(Data excerpts)
──────────
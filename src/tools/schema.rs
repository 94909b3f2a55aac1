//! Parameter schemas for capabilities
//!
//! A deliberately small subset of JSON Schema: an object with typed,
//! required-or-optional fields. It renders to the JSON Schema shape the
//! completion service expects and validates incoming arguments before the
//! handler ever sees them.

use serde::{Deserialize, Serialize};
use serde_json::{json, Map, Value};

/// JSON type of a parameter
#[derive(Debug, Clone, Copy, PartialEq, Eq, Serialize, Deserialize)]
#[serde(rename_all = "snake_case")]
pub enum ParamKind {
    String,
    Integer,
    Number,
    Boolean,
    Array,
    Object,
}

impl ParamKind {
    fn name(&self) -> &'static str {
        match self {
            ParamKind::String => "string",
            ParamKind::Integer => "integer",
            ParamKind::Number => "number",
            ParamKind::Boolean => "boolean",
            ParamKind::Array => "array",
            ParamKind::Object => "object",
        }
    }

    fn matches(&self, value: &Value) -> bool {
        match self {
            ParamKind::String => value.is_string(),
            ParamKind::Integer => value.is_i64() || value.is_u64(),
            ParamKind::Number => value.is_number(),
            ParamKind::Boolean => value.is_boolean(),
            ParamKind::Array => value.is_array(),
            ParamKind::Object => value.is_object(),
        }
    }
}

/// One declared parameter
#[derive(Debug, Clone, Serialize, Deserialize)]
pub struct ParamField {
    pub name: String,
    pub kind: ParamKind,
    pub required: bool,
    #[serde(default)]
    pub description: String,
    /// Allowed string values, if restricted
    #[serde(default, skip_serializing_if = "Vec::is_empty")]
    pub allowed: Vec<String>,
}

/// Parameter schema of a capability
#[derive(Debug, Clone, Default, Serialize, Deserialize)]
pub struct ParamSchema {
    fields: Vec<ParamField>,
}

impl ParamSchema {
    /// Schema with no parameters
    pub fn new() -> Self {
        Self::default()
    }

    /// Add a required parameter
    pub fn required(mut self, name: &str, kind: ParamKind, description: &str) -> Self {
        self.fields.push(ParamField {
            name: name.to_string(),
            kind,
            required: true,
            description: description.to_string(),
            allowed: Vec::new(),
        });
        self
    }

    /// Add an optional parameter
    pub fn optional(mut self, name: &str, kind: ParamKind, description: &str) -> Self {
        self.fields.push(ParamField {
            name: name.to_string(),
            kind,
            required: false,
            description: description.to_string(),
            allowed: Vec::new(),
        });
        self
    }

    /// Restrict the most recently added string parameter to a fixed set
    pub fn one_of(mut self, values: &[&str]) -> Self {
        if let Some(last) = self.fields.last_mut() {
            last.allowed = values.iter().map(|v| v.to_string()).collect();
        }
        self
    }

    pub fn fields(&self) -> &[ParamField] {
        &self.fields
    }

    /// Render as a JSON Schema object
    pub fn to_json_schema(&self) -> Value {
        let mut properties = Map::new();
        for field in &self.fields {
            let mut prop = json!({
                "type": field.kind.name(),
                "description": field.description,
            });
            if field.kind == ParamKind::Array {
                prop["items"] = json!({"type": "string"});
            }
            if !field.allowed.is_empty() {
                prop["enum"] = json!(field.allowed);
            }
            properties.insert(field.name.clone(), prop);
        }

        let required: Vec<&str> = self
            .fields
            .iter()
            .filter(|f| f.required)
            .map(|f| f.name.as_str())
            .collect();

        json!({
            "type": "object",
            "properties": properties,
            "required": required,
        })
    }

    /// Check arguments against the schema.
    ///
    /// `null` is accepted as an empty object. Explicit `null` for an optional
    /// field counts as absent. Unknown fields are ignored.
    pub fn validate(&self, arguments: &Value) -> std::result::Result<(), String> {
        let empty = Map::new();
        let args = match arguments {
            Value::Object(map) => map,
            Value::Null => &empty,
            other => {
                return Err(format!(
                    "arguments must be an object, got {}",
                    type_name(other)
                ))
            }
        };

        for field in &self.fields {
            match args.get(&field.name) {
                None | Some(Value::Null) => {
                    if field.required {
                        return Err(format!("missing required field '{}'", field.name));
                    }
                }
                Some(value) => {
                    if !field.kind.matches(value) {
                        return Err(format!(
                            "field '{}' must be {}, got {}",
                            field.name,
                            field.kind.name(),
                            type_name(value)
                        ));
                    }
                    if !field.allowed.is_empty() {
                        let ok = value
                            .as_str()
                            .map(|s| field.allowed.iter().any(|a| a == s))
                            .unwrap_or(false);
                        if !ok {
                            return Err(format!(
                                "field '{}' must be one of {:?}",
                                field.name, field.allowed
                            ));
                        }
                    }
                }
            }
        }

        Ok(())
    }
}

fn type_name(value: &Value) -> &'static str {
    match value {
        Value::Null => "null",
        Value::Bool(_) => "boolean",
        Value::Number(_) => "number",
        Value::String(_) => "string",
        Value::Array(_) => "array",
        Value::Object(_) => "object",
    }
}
──────────
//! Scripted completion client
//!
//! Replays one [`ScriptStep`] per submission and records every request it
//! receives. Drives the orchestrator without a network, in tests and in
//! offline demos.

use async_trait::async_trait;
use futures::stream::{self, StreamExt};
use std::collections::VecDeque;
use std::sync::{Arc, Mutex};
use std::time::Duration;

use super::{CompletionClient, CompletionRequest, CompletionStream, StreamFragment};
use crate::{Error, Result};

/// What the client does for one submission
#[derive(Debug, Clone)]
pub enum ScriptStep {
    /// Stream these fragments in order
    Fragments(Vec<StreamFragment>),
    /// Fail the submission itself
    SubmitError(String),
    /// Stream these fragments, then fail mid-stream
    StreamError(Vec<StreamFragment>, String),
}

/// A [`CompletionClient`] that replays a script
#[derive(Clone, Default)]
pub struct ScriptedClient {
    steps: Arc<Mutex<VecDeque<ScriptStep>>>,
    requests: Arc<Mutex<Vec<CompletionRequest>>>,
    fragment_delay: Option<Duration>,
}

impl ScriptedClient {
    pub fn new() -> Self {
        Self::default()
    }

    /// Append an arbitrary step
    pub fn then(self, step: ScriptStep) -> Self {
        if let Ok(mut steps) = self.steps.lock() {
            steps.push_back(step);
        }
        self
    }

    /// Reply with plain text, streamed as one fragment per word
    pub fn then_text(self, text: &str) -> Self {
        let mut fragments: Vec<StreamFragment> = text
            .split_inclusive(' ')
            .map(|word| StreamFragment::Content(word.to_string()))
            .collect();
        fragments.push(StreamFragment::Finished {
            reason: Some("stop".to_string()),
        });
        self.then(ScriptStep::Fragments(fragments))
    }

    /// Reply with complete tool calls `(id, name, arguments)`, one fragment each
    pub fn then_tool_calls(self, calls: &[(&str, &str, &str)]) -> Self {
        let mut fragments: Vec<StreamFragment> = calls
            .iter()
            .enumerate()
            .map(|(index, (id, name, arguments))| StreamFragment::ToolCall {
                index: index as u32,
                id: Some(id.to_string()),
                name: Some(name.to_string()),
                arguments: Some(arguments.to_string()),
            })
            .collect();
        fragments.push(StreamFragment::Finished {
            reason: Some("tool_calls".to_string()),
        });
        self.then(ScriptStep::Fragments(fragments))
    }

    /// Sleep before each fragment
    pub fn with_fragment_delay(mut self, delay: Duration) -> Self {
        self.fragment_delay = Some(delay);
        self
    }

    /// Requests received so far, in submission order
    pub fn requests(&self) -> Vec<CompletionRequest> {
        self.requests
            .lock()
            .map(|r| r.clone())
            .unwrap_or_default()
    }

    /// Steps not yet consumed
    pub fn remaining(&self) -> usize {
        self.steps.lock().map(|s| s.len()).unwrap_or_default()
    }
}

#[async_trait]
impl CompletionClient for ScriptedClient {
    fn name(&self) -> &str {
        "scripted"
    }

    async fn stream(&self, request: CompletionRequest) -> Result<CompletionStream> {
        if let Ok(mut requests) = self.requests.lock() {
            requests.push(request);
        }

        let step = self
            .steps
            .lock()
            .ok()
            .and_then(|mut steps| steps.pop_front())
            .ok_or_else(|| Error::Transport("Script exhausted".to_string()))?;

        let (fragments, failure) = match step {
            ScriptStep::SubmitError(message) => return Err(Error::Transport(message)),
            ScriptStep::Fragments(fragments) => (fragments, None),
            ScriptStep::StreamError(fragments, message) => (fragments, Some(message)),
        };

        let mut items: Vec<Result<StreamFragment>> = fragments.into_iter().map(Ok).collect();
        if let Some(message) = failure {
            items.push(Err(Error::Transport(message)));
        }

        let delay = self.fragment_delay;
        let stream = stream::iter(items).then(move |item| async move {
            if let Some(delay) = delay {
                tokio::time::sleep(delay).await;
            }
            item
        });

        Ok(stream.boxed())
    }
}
──────────
- _Task brief_
Show every line from the entries above in which "StreamError" appears.

- _Solution for this problem_
    StreamError(Vec<StreamFragment>, String),
            ScriptStep::StreamError(fragments, message) => (fragments, Some(message)),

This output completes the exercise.